--- Your goal ---
Every line in the listing below that holds the word "slug" should be returned.

--- Task data ---
#####
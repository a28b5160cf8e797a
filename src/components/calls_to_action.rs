//! Collective Calls To Action Component

use collective_view::presenter::{CallToAction, CallToActionKind};
use leptos::prelude::*;

fn action_class(kind: CallToActionKind) -> &'static str {
    match kind {
        CallToActionKind::Contact => "cta cta-contact",
        CallToActionKind::SubmitExpense => "cta cta-submit-expense",
        CallToActionKind::Apply => "cta cta-apply",
        CallToActionKind::Dashboard => "cta cta-dashboard",
    }
}

/// Row of action buttons, shown on mobile where the nav bar has none
#[component]
pub fn CollectiveCallsToAction(actions: Vec<CallToAction>) -> impl IntoView {
    view! {
        <div class="collective-calls-to-action">
            {actions
                .into_iter()
                .map(|action| {
                    view! {
                        <a class=action_class(action.kind) href=action.url>{action.label}</a>
                    }
                })
                .collect_view()}
        </div>
    }
}
//! Contribute Card Component
//!
//! Generic container for contribution options: type header, title,
//! custom body, call-to-action button and contributors.

use collective_view::models::Contributor;
use collective_view::presenter::ContributionType;
use collective_view::routes::names;
use collective_view::{MessageArgs, RouteParams};
use leptos::prelude::*;

use crate::context::use_page_context;

/// Small avatar linking to the contributor's profile
#[component]
fn ContributorAvatar(contributor: Contributor) -> impl IntoView {
    let ctx = use_page_context();
    let profile_url = contributor.collective_slug.as_ref().and_then(|slug| {
        ctx.routes
            .resolve(names::COLLECTIVE, &RouteParams::new().with("slug", slug))
            .ok()
    });
    let initial = contributor.name.chars().next().unwrap_or('?').to_uppercase().to_string();
    let avatar = match contributor.image {
        Some(src) => view! { <img class="avatar" src=src alt=contributor.name.clone() /> }.into_any(),
        None => view! { <span class="avatar avatar-initial">{initial}</span> }.into_any(),
    };

    view! {
        <a class="contributor" href=profile_url title=contributor.name>
            {avatar}
        </a>
    }
}

#[component]
pub fn Contribute(
    contribution_type: ContributionType,
    #[prop(into)] title: String,
    #[prop(into)] button_text: String,
    #[prop(into)] url: String,
    contributors: Vec<Contributor>,
    summary: Option<String>,
    children: Children,
) -> impl IntoView {
    let ctx = use_page_context();
    let type_label = ctx.intl.format_message(contribution_type.label_id(), &MessageArgs::new());

    let avatars = (!contributors.is_empty()).then(|| {
        view! {
            <div class="contribute-card-contributors">
                {contributors
                    .into_iter()
                    .map(|contributor| view! { <ContributorAvatar contributor=contributor /> })
                    .collect_view()}
            </div>
        }
    });

    view! {
        <div class=format!("contribute-card {}", contribution_type.css_class())>
            <div class="contribute-card-header">
                <span class="contribute-card-type">{type_label}</span>
            </div>
            <div class="contribute-card-body">
                <h3 class="contribute-card-title">{title}</h3>
                <div class="contribute-card-content">{children()}</div>
            </div>
            <div class="contribute-card-footer">
                <a class="contribute-card-button" href=url>{button_text}</a>
                {avatars}
                {summary.map(|summary| view! { <p class="contribute-card-summary">{summary}</p> })}
            </div>
        </div>
    }
}
//! Page Context
//!
//! Formatting collaborators provided via Leptos Context API. Components read
//! them once and hand them explicitly to the presenters.

use std::sync::Arc;

use collective_view::{Intl, RouteTable, ViewConfig};
use leptos::prelude::*;

use crate::page_data::PageData;

#[derive(Clone)]
pub struct PageContext {
    pub intl: Arc<Intl>,
    pub routes: Arc<RouteTable>,
    pub config: Arc<ViewConfig>,
}

impl PageContext {
    pub fn new(intl: Intl, routes: RouteTable, config: ViewConfig) -> Self {
        Self {
            intl: Arc::new(intl),
            routes: Arc::new(routes),
            config: Arc::new(config),
        }
    }

    /// Build from page data, falling back to the English catalog on bad overrides
    pub fn from_page_data(data: &PageData) -> Self {
        let intl = if data.messages.is_empty() {
            Intl::en()
        } else {
            let locale = data.locale.clone().unwrap_or_else(|| "en".to_string());
            let overrides = data.messages.iter().map(|(id, pattern)| (id.as_str(), pattern.as_str()));
            Intl::en().with_messages(locale, overrides).unwrap_or_else(|e| {
                log::error!("[CONTEXT] Ignoring message overrides: {}", e);
                Intl::en()
            })
        };
        Self::new(intl, RouteTable::default(), data.config.clone())
    }
}

/// Get the page context provided by `App`
pub fn use_page_context() -> PageContext {
    expect_context::<PageContext>()
}
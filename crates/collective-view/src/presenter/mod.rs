//! Presenters
//!
//! Pure derivations from domain records to view models.

mod hero;
mod hosts;
mod tier;

pub use hero::{
    collective_main_tag, present_hero, CallToAction, CallToActionKind, HeroView, HostLine, HostTerms, MainTag,
    SocialKind, SocialLink,
};
pub use hosts::{present_hosts_cover, HostsCoverView, FIND_OUT_MORE_SLOT};
pub use tier::{
    classify_contribution_type, compute_goal_progress, contributors_summary, derive_description, present_tier,
    progress_fraction, resolve_currency, resolve_minimum_amount, resolve_raised_amount, ContributionType, GoalView,
    TierKind, TierView,
};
#####
--- Result ---
    let profile_url = contributor.collective_slug.as_ref().and_then(|slug| {
            .resolve(names::COLLECTIVE, &RouteParams::new().with("slug", slug))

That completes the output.